Supplied information =>
════
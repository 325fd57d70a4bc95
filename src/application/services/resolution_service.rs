//! Alias resolution.

use std::sync::Arc;

use serde_json::json;
use tracing::{error, info};

use crate::domain::repositories::{StoreError, UrlGetter};
use crate::error::AppError;

const OP: &str = "services::resolution::resolve";

/// Service resolving an alias to its stored target URL.
pub struct ResolutionService {
    getter: Arc<dyn UrlGetter>,
}

impl ResolutionService {
    pub fn new(getter: Arc<dyn UrlGetter>) -> Self {
        Self { getter }
    }

    /// Returns the target URL stored under `alias`, unchanged.
    ///
    /// # Errors
    ///
    /// Returns [`AppError::Validation`] if `alias` is empty (the store is not queried).
    /// Returns [`AppError::NotFound`] if `alias` is not mapped.
    /// Returns [`AppError::Internal`] on any other store failure.
    pub async fn resolve(&self, alias: &str) -> Result<String, AppError> {
        if alias.is_empty() {
            info!(op = OP, "alias is empty");
            return Err(AppError::bad_request(
                "invalid request",
                json!({ "field": "alias", "reason": "alias is empty" }),
            ));
        }

        match self.getter.get_url(alias).await {
            Ok(url) => {
                info!(op = OP, alias, url = %url, "got url");
                Ok(url)
            }
            Err(StoreError::NotFound) => {
                info!(op = OP, alias, "url not found");
                Err(AppError::not_found(
                    "url not found",
                    json!({ "alias": alias }),
                ))
            }
            Err(e) => {
                error!(op = OP, alias, error = %e, "failed to get url");
                Err(AppError::internal("failed to get url"))
            }
        }
    }
}
//! HTTP request handlers for API endpoints.
//!
//! Each handler module corresponds to one endpoint.

pub mod delete;
pub mod fallback;
pub mod health;
pub mod redirect;
pub mod save;

pub use delete::delete_handler;
pub use fallback::fallback_handler;
pub use health::health_handler;
pub use redirect::redirect_handler;
pub use save::save_handler;

use axum::extract::{Path, rejection::PathRejection};
use serde_json::json;

use crate::error::AppError;

/// Unwraps the `{alias}` path segment, mapping a malformed segment (for
/// example invalid percent-encoded UTF-8) to a validation error envelope.
pub(crate) fn alias_from_path(
    path: Result<Path<String>, PathRejection>,
) -> Result<String, AppError> {
    path.map(|Path(alias)| alias).map_err(|rejection| {
        AppError::bad_request(
            "invalid request",
            json!({ "field": "alias", "reason": rejection.body_text() }),
        )
    })
}
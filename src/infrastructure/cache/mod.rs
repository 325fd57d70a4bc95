//! Redirect cache.
//!
//! Provides a [`CacheService`] trait with two implementations:
//! - [`RedisCache`] - Redis-backed cache, enabled when `REDIS_URL` is configured
//! - [`NullCache`] - No-op implementation used otherwise

mod null_cache;
mod redis_cache;
mod service;

pub use null_cache::NullCache;
pub use redis_cache::RedisCache;
pub use service::{CacheError, CacheResult, CacheService};

#[cfg(test)]
pub use service::MockCacheService;
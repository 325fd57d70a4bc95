//! HTTP request/response tracing middleware.

use axum::http::Request;
use tower_http::LatencyUnit;
use tower_http::classify::{ServerErrorsAsFailures, SharedClassifier};
use tower_http::trace::{DefaultOnResponse, MakeSpan, TraceLayer};
use tracing::{Level, Span};

use super::request_id::REQUEST_ID_HEADER;

/// Builds the request span, tagged with the `x-request-id` assigned by
/// [`super::request_id::set_layer`].
#[derive(Debug, Clone, Copy, Default)]
pub struct RequestSpan;

impl<B> MakeSpan<B> for RequestSpan {
    fn make_span(&mut self, request: &Request<B>) -> Span {
        let request_id = request
            .headers()
            .get(REQUEST_ID_HEADER)
            .and_then(|v| v.to_str().ok())
            .unwrap_or("-");

        tracing::info_span!(
            "request",
            method = %request.method(),
            uri = %request.uri(),
            version = ?request.version(),
            request_id = %request_id,
        )
    }
}

/// Creates a tracing middleware for HTTP requests.
///
/// # Logging Behavior
///
/// **On Request:**
/// - Creates a span at `INFO` level with:
///   - HTTP method
///   - URI path
///   - HTTP version
///   - Request id
///
/// **On Response:**
/// - Logs at `INFO` level with:
///   - Status code
///   - Latency in milliseconds
///
/// # Example Logs
///
/// ```text
/// INFO request{method=POST uri=/url version=HTTP/1.1 request_id=5f0c...}: finished processing request latency=3 ms status=200
/// ```
pub fn layer() -> TraceLayer<SharedClassifier<ServerErrorsAsFailures>, RequestSpan> {
    TraceLayer::new_for_http()
        .make_span_with(RequestSpan)
        .on_response(
            DefaultOnResponse::new()
                .level(Level::INFO)
                .latency_unit(LatencyUnit::Millis),
        )
}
════
Transcribe all the entries exactly, as they stand.

Task answer =>
repository 325fd57d70a4bc95
filename src/application/services/resolution_service.rs
//! Alias resolution.

use std::sync::Arc;

use serde_json::json;
use tracing::{error, info};

use crate::domain::repositories::{StoreError, UrlGetter};
use crate::error::AppError;

const OP: &str = "services::resolution::resolve";

/// Service resolving an alias to its stored target URL.
pub struct ResolutionService {
    getter: Arc<dyn UrlGetter>,
}

impl ResolutionService {
    pub fn new(getter: Arc<dyn UrlGetter>) -> Self {
        Self { getter }
    }

    /// Returns the target URL stored under `alias`, unchanged.
    ///
    /// # Errors
    ///
    /// Returns [`AppError::Validation`] if `alias` is empty (the store is not queried).
    /// Returns [`AppError::NotFound`] if `alias` is not mapped.
    /// Returns [`AppError::Internal`] on any other store failure.
    pub async fn resolve(&self, alias: &str) -> Result<String, AppError> {
        if alias.is_empty() {
            info!(op = OP, "alias is empty");
            return Err(AppError::bad_request(
                "invalid request",
                json!({ "field": "alias", "reason": "alias is empty" }),
            ));
        }

        match self.getter.get_url(alias).await {
            Ok(url) => {
                info!(op = OP, alias, url = %url, "got url");
                Ok(url)
            }
            Err(StoreError::NotFound) => {
                info!(op = OP, alias, "url not found");
                Err(AppError::not_found(
                    "url not found",
                    json!({ "alias": alias }),
                ))
            }
            Err(e) => {
                error!(op = OP, alias, error = %e, "failed to get url");
                Err(AppError::internal("failed to get url"))
            }
        }
    }
}
//! HTTP request handlers for API endpoints.
//!
//! Each handler module corresponds to one endpoint.

pub mod delete;
pub mod fallback;
pub mod health;
pub mod redirect;
pub mod save;

pub use delete::delete_handler;
pub use fallback::fallback_handler;
pub use health::health_handler;
pub use redirect::redirect_handler;
pub use save::save_handler;

use axum::extract::{Path, rejection::PathRejection};
use serde_json::json;

use crate::error::AppError;

/// Unwraps the `{alias}` path segment, mapping a malformed segment (for
/// example invalid percent-encoded UTF-8) to a validation error envelope.
pub(crate) fn alias_from_path(
    path: Result<Path<String>, PathRejection>,
) -> Result<String, AppError> {
    path.map(|Path(alias)| alias).map_err(|rejection| {
        AppError::bad_request(
            "invalid request",
            json!({ "field": "alias", "reason": rejection.body_text() }),
        )
    })
}
filename src/infrastructure/cache/mod.rs
repository 325fd57d70a4bc95
//! Redirect cache.
//!
//! Provides a [`CacheService`] trait with two implementations:
//! - [`RedisCache`] - Redis-backed cache, enabled when `REDIS_URL` is configured
//! - [`NullCache`] - No-op implementation used otherwise

mod null_cache;
mod redis_cache;
mod service;

pub use null_cache::NullCache;
pub use redis_cache::RedisCache;
pub use service::{CacheError, CacheResult, CacheService};

#[cfg(test)]
pub use service::MockCacheService;
repository 325fd57d70a4bc95
//! HTTP request/response tracing middleware.

use axum::http::Request;
use tower_http::LatencyUnit;
use tower_http::classify::{ServerErrorsAsFailures, SharedClassifier};
use tower_http::trace::{DefaultOnResponse, MakeSpan, TraceLayer};
use tracing::{Level, Span};

use super::request_id::REQUEST_ID_HEADER;

/// Builds the request span, tagged with the `x-request-id` assigned by
/// [`super::request_id::set_layer`].
#[derive(Debug, Clone, Copy, Default)]
pub struct RequestSpan;

impl<B> MakeSpan<B> for RequestSpan {
    fn make_span(&mut self, request: &Request<B>) -> Span {
        let request_id = request
            .headers()
            .get(REQUEST_ID_HEADER)
            .and_then(|v| v.to_str().ok())
            .unwrap_or("-");

        tracing::info_span!(
            "request",
            method = %request.method(),
            uri = %request.uri(),
            version = ?request.version(),
            request_id = %request_id,
        )
    }
}

/// Creates a tracing middleware for HTTP requests.
///
/// # Logging Behavior
///
/// **On Request:**
/// - Creates a span at `INFO` level with:
///   - HTTP method
///   - URI path
///   - HTTP version
///   - Request id
///
/// **On Response:**
/// - Logs at `INFO` level with:
///   - Status code
///   - Latency in milliseconds
///
/// # Example Logs
///
/// ```text
/// INFO request{method=POST uri=/url version=HTTP/1.1 request_id=5f0c...}: finished processing request latency=3 ms status=200
/// ```
pub fn layer() -> TraceLayer<SharedClassifier<ServerErrorsAsFailures>, RequestSpan> {
    TraceLayer::new_for_http()
        .make_span_with(RequestSpan)
        .on_response(
            DefaultOnResponse::new()
                .level(Level::INFO)
                .latency_unit(LatencyUnit::Millis),
        )
}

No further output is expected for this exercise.